The Funk.

Growing up, one of my go-to chores was unloading the dishwasher. I hadn’t thought about that in a long time, but tonight, as I was putting away a handful of silverware in my now dishwasher-less kitchen, I had this vivid moment of de ja vu. (Or, if you trust the first impulse of my autocorrect, “de ja Vulcan.”)

There’s something so comforting about such simple tasks, in those rare moments when we slow down enough to recognize them. Like a scene straight out of Our Town, I started to feel nostalgic and thoughtful over the peaceful, predictable order of the dish drawer. No matter what, the spoons go here and forks can go there, and for 25 seconds or so, the world makes sense.

Life in general has felt not-that-simple of late. Just been in a funk. Not feeling creative. Feeling overwhelmed. Worried about the future. Painfully aware of being the only adult at the Kids Table on Thanksgiving (metaphorically. My family mixes it up at mealtime. But still). Just an overarching square-peg-in-round-hole feeling that I haven’t been able to shake.
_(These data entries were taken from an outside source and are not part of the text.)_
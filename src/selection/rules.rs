//! The five selection rules.
//!
//! Each rule takes ownership of the pool, extracts one record, and returns
//! the pair `(chosen, rest)`. Callers dispatch through
//! [`Selector::select`](crate::selection::Selector::select), which handles
//! the empty pool uniformly, so every rule below may assume at least one
//! item.

use rand::Rng;
use rand_pcg::Pcg64;

use crate::irt::model::fisher_information;
use crate::irt::search::closest_index;
use crate::selection::FlatStimulus;

/// Offset added to θ when targeting the next difficulty.
///
/// Selecting slightly above the current estimate maximizes the expected
/// information of a Rasch item for a typical correct-response rate.
const CLOSEST_OFFSET: f64 = 0.481;

fn sort_by_difficulty(items: &mut [FlatStimulus]) {
    items.sort_by(|x, y| x.params.difficulty.total_cmp(&y.params.difficulty));
}

/// Maximum Fisher information at the current θ; ties keep the earliest
/// item. The rest comes back sorted ascending by difficulty.
pub(super) fn select_mfi(
    mut items: Vec<FlatStimulus>, theta: f64,
) -> (Option<FlatStimulus>, Vec<FlatStimulus>) {
    let mut best = 0;
    let mut best_info = fisher_information(theta, &items[0].params);
    for (index, item) in items.iter().enumerate().skip(1) {
        let info = fisher_information(theta, &item.params);
        if info > best_info {
            best = index;
            best_info = info;
        }
    }
    let chosen = items.remove(best);
    sort_by_difficulty(&mut items);
    (Some(chosen), items)
}

/// Difficulty nearest to `θ + 0.481`, resolved by bisection over the
/// difficulty-sorted pool; exact midpoints go to the easier item.
pub(super) fn select_closest(
    mut items: Vec<FlatStimulus>, theta: f64,
) -> (Option<FlatStimulus>, Vec<FlatStimulus>) {
    sort_by_difficulty(&mut items);
    let difficulties: Vec<f64> = items.iter().map(|item| item.params.difficulty).collect();
    let index = closest_index(&difficulties, theta + CLOSEST_OFFSET);
    let chosen = items.remove(index);
    (Some(chosen), items)
}

/// Uniform draw from the pool.
pub(super) fn select_random(
    mut items: Vec<FlatStimulus>, rng: &mut Pcg64,
) -> (Option<FlatStimulus>, Vec<FlatStimulus>) {
    let index = rng.random_range(0..items.len());
    let chosen = items.remove(index);
    (Some(chosen), items)
}

/// First item in input order.
pub(super) fn select_fixed(
    mut items: Vec<FlatStimulus>,
) -> (Option<FlatStimulus>, Vec<FlatStimulus>) {
    let chosen = items.remove(0);
    (Some(chosen), items)
}

/// Center of the pool, jittered inside a window sized by the start-item
/// count `k`: the offset is uniform in `[−⌊k/2⌋, ⌊k/2⌋]` once the pool
/// holds at least `k` items, and the index clamps to the pool.
pub(super) fn select_middle(
    mut items: Vec<FlatStimulus>, n_start_items: usize, rng: &mut Pcg64,
) -> (Option<FlatStimulus>, Vec<FlatStimulus>) {
    let n = items.len();
    let base = (n / 2) as i64;
    let offset = if n_start_items > 0 && n >= n_start_items {
        let half = (n_start_items / 2) as i64;
        rng.random_range(-half..=half)
    } else {
        0
    };
    let index = (base + offset).clamp(0, n as i64 - 1) as usize;
    let chosen = items.remove(index);
    (Some(chosen), items)
}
The feeling gets worse when I feel like I can’t write — then my go-to form of self-therapy is gone. Ladies and gentlemen, we have a Funk.

So tonight was The Skinny Improv Christmas Party, and I almost didn’t go. Simply because of The Funk, and the digging-in-of-the-heels that takes place on the Sunday night at the end of a long weekend. But thankfully, I forced myself into the shower and into my holiday sweater and drag-queen-worthy red high heels, and I followed the truest rule of de-funkification I know: Go to the party.

The sneaky sinisterness of depressed moods is their tendency toward isolation. Staying home when you’re bummed feels so¬†right. Yesterday’s sweatpants and tomorrow’s worries feel like the perfect excuse to snuggle in and wallow. But wallowing’s no good. You have to go to the party.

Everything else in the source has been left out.